• What you need to do
Below are some records; output exactly the lines from the line with "a byte reader." to the line with "use crate::TCP_BUFFER_SIZE;", both ends kept, and nothing more.

■ ■ ■ ■ ■

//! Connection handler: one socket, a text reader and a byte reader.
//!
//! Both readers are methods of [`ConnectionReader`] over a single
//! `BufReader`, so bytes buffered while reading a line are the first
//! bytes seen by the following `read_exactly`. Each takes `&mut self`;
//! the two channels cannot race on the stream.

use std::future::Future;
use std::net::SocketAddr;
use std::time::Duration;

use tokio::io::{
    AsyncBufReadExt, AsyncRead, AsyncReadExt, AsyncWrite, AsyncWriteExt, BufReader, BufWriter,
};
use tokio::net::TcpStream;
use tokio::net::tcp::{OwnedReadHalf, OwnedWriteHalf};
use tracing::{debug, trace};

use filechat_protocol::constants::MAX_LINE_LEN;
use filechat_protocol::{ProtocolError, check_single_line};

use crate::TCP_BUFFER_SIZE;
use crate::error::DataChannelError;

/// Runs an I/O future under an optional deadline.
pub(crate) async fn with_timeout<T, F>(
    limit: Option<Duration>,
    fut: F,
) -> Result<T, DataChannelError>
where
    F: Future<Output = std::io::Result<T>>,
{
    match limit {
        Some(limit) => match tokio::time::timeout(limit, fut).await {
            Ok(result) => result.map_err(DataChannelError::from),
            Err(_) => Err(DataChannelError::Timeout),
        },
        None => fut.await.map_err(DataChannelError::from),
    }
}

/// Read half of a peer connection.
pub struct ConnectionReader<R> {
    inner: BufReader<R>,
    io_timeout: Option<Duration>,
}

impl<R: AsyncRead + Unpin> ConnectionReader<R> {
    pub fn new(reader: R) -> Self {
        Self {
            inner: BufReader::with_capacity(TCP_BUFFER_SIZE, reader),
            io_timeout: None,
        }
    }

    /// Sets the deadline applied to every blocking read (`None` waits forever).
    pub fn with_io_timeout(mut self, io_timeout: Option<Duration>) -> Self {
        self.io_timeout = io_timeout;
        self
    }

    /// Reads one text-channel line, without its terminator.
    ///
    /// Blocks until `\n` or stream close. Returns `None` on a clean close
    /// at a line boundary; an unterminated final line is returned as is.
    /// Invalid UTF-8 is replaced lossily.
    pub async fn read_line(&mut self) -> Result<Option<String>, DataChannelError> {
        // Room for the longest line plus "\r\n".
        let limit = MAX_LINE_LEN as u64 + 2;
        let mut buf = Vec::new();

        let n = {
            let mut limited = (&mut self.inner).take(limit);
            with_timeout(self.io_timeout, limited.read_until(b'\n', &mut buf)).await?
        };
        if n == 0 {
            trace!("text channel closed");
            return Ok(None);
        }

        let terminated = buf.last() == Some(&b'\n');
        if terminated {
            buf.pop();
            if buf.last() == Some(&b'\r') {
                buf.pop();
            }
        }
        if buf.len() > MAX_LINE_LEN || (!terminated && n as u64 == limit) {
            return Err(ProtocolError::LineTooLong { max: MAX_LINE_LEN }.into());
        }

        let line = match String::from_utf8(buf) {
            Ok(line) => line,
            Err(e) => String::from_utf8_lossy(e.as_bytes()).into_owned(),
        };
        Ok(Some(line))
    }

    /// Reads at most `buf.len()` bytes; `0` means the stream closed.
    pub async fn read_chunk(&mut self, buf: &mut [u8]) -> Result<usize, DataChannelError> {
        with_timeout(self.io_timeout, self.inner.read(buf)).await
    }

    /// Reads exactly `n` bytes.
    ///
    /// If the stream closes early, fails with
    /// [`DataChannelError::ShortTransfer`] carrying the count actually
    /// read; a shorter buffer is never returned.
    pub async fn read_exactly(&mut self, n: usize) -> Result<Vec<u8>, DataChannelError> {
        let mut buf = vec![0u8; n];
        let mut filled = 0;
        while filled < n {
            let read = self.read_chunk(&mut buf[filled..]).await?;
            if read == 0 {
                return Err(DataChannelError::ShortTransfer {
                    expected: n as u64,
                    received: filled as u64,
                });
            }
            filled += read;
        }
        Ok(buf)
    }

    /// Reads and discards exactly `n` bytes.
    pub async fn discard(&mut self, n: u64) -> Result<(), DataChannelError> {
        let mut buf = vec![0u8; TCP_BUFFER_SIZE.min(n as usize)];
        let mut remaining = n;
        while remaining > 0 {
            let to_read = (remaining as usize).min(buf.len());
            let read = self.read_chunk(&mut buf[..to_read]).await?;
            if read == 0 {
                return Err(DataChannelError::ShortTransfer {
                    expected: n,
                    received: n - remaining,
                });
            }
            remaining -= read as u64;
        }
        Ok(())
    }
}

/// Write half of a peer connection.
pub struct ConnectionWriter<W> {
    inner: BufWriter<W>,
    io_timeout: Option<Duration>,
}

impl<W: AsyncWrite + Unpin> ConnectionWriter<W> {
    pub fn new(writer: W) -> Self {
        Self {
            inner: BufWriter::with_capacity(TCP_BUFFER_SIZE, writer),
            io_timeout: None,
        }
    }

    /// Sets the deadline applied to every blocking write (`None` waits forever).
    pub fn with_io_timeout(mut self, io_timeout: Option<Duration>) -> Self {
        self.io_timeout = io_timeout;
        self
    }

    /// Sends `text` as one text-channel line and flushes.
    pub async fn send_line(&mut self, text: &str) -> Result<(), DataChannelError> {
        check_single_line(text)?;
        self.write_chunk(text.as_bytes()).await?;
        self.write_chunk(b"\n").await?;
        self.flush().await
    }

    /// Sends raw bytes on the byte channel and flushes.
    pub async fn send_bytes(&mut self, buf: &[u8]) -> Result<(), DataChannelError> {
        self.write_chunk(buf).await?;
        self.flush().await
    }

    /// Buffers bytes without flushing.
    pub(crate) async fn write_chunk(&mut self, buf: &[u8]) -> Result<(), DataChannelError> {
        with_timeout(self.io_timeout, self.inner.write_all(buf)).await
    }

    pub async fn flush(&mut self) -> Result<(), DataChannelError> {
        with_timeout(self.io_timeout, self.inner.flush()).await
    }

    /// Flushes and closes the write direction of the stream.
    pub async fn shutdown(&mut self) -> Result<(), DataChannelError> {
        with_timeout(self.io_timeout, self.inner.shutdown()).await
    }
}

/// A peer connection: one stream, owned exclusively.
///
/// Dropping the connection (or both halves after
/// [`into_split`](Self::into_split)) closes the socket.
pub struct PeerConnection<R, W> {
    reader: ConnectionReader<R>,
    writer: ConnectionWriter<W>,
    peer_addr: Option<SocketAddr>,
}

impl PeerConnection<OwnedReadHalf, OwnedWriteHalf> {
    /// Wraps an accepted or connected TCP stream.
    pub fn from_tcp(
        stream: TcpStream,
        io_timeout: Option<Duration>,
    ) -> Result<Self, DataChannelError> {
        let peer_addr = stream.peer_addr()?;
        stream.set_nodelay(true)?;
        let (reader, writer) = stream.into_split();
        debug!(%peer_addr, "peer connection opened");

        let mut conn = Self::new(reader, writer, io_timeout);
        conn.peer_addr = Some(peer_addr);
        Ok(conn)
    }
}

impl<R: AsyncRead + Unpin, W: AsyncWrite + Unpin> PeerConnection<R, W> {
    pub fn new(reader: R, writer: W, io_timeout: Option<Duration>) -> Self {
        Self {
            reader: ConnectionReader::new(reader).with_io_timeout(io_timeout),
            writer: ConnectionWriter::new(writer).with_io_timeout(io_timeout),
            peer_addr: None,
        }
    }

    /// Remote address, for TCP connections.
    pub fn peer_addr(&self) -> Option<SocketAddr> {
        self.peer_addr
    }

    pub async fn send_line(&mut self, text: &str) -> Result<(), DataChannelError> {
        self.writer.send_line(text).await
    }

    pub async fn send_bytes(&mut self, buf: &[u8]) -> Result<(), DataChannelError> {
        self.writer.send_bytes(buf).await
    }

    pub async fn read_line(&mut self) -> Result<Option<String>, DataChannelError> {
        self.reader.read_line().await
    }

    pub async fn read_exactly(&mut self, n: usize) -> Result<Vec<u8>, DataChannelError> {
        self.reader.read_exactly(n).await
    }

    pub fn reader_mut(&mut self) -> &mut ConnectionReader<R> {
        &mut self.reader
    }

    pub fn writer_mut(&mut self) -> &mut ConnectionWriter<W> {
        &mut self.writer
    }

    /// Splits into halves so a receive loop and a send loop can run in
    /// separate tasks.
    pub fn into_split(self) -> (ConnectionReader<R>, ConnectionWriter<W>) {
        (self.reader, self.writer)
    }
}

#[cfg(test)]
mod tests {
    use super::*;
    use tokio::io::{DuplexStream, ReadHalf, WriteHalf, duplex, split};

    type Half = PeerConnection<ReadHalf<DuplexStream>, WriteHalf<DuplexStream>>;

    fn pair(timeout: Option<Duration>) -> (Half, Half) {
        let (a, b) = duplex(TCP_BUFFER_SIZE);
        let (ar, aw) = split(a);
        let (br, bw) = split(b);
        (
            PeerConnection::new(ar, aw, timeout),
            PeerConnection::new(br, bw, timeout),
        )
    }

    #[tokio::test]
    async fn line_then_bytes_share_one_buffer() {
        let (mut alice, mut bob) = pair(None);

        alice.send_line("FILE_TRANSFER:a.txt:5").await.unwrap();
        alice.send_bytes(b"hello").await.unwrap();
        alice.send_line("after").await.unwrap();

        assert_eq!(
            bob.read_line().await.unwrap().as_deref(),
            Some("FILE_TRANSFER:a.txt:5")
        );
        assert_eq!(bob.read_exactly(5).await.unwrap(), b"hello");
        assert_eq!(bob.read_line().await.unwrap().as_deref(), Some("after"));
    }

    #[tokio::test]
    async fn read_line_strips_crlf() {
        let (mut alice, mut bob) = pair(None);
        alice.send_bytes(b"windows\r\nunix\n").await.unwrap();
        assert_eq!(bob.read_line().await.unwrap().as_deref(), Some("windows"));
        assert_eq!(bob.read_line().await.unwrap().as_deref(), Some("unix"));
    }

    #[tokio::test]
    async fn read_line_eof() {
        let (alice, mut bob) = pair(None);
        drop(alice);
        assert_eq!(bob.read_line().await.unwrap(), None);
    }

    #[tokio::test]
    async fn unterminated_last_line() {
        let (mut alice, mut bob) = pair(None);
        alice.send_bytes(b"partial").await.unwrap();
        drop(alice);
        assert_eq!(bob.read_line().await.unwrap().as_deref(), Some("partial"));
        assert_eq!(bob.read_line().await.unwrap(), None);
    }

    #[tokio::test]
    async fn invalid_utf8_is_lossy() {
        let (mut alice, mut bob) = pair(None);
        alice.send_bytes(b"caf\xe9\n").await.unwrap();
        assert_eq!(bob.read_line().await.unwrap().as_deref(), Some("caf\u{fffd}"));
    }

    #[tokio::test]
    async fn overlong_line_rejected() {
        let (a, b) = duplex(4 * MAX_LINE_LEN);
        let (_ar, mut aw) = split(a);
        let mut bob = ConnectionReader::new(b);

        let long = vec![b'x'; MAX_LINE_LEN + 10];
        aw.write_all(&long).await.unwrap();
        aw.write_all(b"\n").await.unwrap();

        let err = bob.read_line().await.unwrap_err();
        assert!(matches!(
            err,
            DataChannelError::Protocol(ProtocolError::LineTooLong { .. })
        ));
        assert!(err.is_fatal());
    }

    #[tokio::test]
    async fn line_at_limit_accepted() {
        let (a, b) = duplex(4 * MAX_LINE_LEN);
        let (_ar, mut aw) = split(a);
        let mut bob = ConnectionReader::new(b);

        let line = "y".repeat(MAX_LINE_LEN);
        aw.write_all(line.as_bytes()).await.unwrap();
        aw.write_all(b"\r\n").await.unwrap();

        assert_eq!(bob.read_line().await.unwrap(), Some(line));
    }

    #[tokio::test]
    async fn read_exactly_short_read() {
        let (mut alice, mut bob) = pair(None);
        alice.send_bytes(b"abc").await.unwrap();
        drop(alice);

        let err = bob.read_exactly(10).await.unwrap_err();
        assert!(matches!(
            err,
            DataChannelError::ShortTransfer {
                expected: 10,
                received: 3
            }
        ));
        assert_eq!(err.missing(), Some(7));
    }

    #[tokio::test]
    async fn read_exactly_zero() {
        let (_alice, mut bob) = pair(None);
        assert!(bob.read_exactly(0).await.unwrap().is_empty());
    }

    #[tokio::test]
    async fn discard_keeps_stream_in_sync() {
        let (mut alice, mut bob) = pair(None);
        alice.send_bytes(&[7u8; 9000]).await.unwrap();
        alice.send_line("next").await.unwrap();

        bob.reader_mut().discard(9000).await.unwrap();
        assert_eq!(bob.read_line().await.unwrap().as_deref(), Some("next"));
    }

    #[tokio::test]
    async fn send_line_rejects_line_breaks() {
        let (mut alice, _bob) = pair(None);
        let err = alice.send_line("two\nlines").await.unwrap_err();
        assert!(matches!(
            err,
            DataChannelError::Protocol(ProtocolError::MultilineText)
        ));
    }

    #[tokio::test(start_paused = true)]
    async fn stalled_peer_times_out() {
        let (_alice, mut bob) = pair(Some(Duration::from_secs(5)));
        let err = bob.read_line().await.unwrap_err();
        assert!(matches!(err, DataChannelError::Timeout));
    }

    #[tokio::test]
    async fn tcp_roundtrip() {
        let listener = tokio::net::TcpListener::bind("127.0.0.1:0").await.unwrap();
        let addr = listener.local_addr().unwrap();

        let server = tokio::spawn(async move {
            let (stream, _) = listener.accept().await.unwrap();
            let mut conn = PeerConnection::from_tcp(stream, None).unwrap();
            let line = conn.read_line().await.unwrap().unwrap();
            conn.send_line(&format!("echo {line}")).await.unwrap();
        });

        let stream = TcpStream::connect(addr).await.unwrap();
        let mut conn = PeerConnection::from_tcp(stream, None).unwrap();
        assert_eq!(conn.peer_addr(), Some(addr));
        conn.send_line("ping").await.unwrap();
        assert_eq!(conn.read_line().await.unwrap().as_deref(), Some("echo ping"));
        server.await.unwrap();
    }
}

■ ■ ■ ■ ■

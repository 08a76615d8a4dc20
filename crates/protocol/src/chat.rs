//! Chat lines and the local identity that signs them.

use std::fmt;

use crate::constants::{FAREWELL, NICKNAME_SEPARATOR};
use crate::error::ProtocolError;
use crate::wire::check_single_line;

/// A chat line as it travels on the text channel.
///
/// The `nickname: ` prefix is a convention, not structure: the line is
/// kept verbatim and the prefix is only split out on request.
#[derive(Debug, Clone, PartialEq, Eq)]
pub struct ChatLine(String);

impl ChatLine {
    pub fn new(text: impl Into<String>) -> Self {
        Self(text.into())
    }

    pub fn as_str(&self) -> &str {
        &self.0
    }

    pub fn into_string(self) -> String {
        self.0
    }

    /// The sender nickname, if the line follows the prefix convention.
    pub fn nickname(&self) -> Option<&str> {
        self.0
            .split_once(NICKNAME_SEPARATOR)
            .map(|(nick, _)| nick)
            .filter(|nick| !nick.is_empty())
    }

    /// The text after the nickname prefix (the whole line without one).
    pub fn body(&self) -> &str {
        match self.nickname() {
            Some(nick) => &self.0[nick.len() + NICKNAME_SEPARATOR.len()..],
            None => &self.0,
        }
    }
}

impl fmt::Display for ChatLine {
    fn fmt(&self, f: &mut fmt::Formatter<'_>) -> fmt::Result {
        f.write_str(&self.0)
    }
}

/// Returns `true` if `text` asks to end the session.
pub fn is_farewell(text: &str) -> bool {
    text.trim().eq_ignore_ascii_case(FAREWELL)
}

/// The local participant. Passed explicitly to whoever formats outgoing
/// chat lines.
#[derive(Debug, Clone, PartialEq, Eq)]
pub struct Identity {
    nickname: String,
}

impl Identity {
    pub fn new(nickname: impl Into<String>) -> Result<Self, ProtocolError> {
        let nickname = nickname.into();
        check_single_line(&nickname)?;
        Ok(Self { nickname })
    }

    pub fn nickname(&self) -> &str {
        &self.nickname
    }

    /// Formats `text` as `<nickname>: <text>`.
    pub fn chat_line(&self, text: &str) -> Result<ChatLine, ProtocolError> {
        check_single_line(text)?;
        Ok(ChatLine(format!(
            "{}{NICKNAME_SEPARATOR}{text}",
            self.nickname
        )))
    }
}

■ ■ ■ ■ ■

• Exercise solution
//! Connection handler: one socket, a text reader and a byte reader.
//!
//! Both readers are methods of [`ConnectionReader`] over a single
//! `BufReader`, so bytes buffered while reading a line are the first
//! bytes seen by the following `read_exactly`. Each takes `&mut self`;
//! the two channels cannot race on the stream.

use std::future::Future;
use std::net::SocketAddr;
use std::time::Duration;

use tokio::io::{
    AsyncBufReadExt, AsyncRead, AsyncReadExt, AsyncWrite, AsyncWriteExt, BufReader, BufWriter,
};
use tokio::net::TcpStream;
use tokio::net::tcp::{OwnedReadHalf, OwnedWriteHalf};
use tracing::{debug, trace};

use filechat_protocol::constants::MAX_LINE_LEN;
use filechat_protocol::{ProtocolError, check_single_line};

use crate::TCP_BUFFER_SIZE;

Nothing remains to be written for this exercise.